Ainsi, le spectateur qui ne décroche pas et qui subit l’absorption diégétique s’expose à un danger qui résultera en sa castration au dénouement du film.
L’Empire de la Passion
Comme dans L’empire des sens, le spectateur est identifié au voyeur. Au lieu d’utiliser l’identification à un personnage-voyeur qui serait dans le récit (les geishas et les servantes dans L’empire des sens), Oshima a plutôt recours à des prises de vues renforçant la position de voyeur du spectateur. En effet, dans les deux premières scènes où Seki et Toyoji font l’amour, la caméra est placée derrière des lattes, positionnant ainsi le spectateur en espion. Plus loin, le spectacteur-voyeur sera associé à l’inspecteur faisant enquête sur les amants. Ceci dans la scène où l’inspecteur se retrouve lui aussi dans la position de l’espion, c’est-à-dire lorsqu’il se cache dans la maison pour épier Seki et Toyoji. Le spectateur de L’empire de la passion se trouve donc associé à la justice (extension du personnage de l’inspecteur), cette justice qui persécute les amants et les condamnera à la mort.

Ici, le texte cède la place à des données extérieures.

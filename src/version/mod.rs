//! Version update resolution
//!
//! This module decides, for each component, which newer versions exist and
//! which single version should be recommended.
//!
//! # Architecture
//!
//! ```text
//! ┌─────────────┐     ┌─────────────┐     ┌─────────────┐
//! │  Provider   │────▶│  Evaluator  │────▶│ Classifier  │
//! │  (fetch)    │     │  (batch)    │     │ (per tier)  │
//! └─────────────┘     └─────────────┘     └─────────────┘
//!                            │                   │
//!                            ▼                   ▼
//!                     ┌─────────────┐     ┌─────────────┐
//!                     │   Reactor   │     │   Bounds    │
//!                     │   (merge)   │     │(range query)│
//!                     └─────────────┘     └─────────────┘
//! ```
//!
//! # Modules
//!
//! - [`types`]: `Version`, `Coordinate` and the ordered `VersionPool`
//! - [`comparator`]: Pluggable ordering trait and its selector
//! - [`comparators`]: Maven and semver orderings
//! - [`bounds`]: Ranges and the bounded version query
//! - [`ranges`]: Incremental, minor and major ranges for a current version
//! - [`restriction`]: Bracket-notation range specifications
//! - [`classifier`]: Per-tier summaries and update details
//! - [`reactor`]: Merging reactor versions with the repository winner
//! - [`provider`]: Metadata and reactor source traits
//! - [`providers`]: Catalog-backed implementations
//! - [`evaluator`]: Batch evaluation of configured components
//! - [`error`]: Error types for parsing and metadata retrieval

pub mod bounds;
pub mod classifier;
pub mod comparator;
pub mod comparators;
pub mod error;
pub mod evaluator;
pub mod provider;
pub mod providers;
pub mod ranges;
pub mod reactor;
pub mod restriction;
pub mod types;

Le même procédé que dans L’empire des sens est utilisé, au fur et à mesure que le film progresse, le spectateur-voyeur se rapproche de plus en plus de l’objet de son regard (le couple). Cependant, cette fois-ci on ne s’approche pas du couple en s’isolant avec lui de la réalité, mais plutôt en brisant leur isolement pour y réintégrer la réalité. À chaque fois que le couple fait l’amour, le spectateur se trouve de plus en plus près de lui (d’abord les lattes disparaissent, puis nous passons d’une position éloignée en forêt à une position proche des amants, dans la même pièce) ; au même rythme, l’enquête de l’inspecteur avance et se dirige vers une conclusion.

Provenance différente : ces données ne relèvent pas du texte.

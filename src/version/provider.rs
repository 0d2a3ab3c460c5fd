//! Sources of known versions for a component

#[cfg(test)]
use mockall::automock;

use crate::version::error::MetadataError;
use crate::version::types::Coordinate;

/// Trait for fetching the published versions of a component
#[cfg_attr(test, automock)]
#[async_trait::async_trait]
pub trait MetadataProvider: Send + Sync {
    /// Fetches all published versions of a component
    ///
    /// # Arguments
    /// * `coordinate` - The component to look up (e.g., "org.example:lib")
    ///
    /// # Returns
    /// * `Ok(Vec<String>)` - Raw version strings in any order
    /// * `Err(MetadataError)` - If the metadata cannot be retrieved
    async fn fetch_versions(&self, coordinate: &Coordinate) -> Result<Vec<String>, MetadataError>;
}

/// Trait for the versions produced by the current local build
pub trait ReactorSource: Send + Sync {
    /// Versions of the component built in this session, empty when the
    /// component is not part of the reactor
    fn reactor_versions(&self, coordinate: &Coordinate) -> Vec<String>;
}

/// Reactor source for builds without a reactor
pub struct NoReactor;

impl ReactorSource for NoReactor {
    fn reactor_versions(&self, _coordinate: &Coordinate) -> Vec<String> {
        Vec::new()
    }
}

C’est dans la scène où les amants, pendus à un arbre, se font torturer que le spectateur occupe clairement la position qui lui revient. Parmi les badauds, il est confiné dans le rôle de potinier. C’est en effet sur les ouï-dire qu’est construit L’empire de la passion ( comme le fait divers qui l’a inspiré) : de l’apparition de Gisaburo aux villageois à l’exécution de Seki et Toyoji qui n’est, comme le dit la narration finale, que cancan.